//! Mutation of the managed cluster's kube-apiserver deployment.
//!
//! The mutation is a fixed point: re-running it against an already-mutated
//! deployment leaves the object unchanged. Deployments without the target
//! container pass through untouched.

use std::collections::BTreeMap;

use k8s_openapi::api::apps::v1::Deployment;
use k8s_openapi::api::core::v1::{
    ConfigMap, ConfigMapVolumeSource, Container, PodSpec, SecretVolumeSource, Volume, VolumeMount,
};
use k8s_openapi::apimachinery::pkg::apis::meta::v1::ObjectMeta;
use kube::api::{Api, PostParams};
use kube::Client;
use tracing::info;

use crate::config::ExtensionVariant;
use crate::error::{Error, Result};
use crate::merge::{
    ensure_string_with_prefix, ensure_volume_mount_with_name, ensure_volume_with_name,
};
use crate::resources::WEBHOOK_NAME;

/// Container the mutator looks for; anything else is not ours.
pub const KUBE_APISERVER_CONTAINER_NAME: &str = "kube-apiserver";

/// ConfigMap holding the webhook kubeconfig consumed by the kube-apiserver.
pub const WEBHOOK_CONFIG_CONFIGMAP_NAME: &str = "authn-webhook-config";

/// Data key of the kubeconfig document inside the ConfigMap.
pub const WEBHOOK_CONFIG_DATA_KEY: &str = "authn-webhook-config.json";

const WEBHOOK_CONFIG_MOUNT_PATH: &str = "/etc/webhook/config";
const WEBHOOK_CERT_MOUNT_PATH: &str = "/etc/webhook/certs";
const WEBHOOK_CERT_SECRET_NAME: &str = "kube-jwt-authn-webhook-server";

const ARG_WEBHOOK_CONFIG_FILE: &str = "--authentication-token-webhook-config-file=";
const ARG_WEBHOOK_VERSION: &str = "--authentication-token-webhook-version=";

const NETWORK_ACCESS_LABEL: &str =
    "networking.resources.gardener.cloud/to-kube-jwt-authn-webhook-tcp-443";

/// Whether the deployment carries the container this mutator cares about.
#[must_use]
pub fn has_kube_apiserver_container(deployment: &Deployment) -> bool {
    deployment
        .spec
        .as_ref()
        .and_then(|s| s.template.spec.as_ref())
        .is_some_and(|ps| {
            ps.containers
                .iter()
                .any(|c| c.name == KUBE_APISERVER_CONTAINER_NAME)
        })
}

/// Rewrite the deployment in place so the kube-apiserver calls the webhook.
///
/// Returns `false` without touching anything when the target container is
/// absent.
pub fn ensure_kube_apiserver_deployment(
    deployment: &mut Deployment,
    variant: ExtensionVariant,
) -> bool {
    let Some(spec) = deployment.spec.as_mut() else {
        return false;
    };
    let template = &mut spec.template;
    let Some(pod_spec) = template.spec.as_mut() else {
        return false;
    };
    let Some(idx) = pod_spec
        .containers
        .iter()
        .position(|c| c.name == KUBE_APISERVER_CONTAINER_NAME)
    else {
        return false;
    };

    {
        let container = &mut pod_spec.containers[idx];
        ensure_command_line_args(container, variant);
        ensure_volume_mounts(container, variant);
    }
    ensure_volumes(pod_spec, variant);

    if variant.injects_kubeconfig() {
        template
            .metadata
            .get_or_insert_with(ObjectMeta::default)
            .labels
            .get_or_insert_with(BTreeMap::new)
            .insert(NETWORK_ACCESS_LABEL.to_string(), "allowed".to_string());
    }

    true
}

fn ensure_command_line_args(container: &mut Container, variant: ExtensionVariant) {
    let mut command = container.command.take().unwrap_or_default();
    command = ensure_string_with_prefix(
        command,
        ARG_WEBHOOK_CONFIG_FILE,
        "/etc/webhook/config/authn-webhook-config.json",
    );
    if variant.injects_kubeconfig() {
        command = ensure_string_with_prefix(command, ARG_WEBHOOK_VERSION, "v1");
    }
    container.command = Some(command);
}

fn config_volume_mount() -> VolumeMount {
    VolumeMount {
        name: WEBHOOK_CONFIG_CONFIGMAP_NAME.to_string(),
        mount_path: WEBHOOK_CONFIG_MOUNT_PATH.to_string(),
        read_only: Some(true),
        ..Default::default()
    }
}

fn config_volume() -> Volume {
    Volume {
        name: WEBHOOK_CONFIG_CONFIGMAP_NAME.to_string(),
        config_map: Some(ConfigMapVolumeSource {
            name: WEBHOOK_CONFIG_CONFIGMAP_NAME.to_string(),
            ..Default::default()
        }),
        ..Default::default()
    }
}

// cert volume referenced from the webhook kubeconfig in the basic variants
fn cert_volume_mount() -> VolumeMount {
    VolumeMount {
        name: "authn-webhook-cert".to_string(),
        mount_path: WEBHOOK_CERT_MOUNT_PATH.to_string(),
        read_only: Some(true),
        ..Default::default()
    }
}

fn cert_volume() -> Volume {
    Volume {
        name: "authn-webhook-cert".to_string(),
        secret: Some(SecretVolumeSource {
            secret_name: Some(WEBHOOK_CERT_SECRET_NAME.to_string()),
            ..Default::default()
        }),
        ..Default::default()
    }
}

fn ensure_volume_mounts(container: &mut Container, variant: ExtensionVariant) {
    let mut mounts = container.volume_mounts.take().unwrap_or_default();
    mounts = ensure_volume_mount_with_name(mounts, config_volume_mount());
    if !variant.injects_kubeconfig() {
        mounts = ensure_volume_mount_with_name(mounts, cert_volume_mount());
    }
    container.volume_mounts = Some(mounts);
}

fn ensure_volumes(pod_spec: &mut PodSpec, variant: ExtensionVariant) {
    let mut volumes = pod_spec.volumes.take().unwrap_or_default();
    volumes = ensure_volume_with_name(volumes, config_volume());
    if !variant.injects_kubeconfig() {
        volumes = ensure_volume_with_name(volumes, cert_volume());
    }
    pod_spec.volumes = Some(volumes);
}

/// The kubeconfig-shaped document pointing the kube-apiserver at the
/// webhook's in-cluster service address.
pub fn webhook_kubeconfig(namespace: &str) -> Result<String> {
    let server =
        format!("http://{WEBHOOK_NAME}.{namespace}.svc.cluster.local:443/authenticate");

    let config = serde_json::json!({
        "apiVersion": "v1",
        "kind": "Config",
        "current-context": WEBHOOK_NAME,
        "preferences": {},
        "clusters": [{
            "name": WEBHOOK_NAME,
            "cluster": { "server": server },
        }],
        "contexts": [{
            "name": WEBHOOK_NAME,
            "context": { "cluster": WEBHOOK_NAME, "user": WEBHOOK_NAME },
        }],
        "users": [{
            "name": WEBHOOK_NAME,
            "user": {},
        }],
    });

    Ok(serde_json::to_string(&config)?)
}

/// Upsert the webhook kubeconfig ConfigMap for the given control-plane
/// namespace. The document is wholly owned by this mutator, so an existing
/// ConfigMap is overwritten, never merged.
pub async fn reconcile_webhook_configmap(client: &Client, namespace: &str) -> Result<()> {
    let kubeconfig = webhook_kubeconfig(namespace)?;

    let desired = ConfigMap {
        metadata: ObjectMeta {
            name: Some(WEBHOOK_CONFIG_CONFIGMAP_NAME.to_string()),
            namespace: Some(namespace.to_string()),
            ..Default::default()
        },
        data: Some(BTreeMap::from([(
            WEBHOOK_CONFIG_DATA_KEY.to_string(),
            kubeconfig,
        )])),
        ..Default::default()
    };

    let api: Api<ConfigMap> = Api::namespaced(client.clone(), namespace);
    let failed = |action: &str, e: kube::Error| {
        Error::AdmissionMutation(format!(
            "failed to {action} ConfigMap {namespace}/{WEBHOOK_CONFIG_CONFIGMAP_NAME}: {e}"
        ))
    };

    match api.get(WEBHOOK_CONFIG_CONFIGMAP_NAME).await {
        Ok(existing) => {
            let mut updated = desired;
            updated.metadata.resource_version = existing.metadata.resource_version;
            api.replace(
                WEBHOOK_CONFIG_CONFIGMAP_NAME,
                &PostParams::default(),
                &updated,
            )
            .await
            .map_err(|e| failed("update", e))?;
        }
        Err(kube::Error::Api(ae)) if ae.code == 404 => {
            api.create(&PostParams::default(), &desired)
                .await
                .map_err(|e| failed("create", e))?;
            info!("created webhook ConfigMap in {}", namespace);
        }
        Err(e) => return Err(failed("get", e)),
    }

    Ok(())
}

========

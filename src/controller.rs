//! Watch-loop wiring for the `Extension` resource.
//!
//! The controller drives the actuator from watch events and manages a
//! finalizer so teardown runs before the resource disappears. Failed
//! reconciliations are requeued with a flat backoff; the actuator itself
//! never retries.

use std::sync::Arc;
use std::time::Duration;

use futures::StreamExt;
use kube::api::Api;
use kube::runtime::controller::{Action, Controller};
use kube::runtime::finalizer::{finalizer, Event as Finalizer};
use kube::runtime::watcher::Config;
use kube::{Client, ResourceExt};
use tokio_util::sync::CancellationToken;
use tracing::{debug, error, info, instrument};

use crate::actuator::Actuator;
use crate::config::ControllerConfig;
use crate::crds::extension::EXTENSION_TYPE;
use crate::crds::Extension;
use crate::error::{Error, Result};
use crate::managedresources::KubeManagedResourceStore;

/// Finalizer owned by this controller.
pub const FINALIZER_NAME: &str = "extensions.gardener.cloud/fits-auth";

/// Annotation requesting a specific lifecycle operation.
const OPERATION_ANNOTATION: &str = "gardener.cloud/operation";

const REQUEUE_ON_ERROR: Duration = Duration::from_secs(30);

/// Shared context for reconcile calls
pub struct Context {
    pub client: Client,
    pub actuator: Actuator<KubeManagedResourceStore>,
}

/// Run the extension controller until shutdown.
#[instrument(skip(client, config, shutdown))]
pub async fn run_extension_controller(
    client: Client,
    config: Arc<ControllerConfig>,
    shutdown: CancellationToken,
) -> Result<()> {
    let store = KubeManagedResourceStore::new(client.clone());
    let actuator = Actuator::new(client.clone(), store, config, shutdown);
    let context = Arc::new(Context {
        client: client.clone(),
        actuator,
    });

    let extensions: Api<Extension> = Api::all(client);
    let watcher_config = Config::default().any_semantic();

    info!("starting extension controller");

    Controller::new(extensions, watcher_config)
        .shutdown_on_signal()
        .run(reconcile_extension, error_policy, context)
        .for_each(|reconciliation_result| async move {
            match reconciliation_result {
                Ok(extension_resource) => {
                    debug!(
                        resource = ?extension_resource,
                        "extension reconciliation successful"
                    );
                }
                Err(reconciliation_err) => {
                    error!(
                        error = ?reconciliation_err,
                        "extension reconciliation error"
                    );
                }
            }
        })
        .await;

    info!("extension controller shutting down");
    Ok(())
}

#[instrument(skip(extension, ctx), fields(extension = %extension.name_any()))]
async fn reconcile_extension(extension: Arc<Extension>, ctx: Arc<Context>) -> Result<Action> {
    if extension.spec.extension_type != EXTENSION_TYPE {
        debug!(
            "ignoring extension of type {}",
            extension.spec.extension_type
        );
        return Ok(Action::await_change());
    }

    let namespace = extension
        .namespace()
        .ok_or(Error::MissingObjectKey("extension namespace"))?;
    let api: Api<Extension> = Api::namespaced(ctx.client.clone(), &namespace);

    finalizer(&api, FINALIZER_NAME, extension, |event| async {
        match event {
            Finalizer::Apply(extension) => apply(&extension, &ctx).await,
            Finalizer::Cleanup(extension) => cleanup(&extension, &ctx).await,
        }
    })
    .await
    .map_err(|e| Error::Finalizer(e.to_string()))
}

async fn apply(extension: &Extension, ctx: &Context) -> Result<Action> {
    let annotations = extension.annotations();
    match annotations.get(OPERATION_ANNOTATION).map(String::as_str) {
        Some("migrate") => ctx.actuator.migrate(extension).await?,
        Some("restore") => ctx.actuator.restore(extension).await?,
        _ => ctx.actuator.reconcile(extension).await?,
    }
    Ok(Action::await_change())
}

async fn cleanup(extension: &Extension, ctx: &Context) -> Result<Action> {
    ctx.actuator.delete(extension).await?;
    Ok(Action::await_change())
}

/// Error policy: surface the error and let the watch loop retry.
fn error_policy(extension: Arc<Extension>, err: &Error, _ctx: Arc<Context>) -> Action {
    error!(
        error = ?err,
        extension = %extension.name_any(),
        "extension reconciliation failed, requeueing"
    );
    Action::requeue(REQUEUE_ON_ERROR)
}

========

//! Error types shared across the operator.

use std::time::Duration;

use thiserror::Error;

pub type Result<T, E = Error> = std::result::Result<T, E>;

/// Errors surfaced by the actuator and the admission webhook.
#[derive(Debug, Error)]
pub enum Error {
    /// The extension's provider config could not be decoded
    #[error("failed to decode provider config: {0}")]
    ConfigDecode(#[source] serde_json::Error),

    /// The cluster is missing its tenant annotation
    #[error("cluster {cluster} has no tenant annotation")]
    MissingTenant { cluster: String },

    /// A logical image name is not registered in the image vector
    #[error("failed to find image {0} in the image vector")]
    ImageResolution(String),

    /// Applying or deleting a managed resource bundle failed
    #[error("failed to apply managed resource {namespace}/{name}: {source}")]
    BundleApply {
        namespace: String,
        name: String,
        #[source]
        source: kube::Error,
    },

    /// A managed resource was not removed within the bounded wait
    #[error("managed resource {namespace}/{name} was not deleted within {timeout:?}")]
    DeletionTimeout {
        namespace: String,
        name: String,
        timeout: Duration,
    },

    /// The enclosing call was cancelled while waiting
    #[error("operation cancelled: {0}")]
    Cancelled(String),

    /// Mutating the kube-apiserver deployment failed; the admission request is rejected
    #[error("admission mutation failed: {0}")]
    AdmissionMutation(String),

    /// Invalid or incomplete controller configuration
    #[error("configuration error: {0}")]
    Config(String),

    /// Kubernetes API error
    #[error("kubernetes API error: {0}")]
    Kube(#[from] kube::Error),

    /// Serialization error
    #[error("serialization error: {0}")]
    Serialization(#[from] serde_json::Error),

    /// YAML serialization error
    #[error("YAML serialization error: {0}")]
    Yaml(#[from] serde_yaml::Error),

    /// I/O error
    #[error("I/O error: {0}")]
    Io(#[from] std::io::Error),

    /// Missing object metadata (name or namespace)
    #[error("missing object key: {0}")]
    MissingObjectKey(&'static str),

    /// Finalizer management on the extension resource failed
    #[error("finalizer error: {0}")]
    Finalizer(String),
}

========

* [What to do]:
The answer must be a single number: the count of lines in the records above that contain the word "extensions".

* [Problem solution]:
3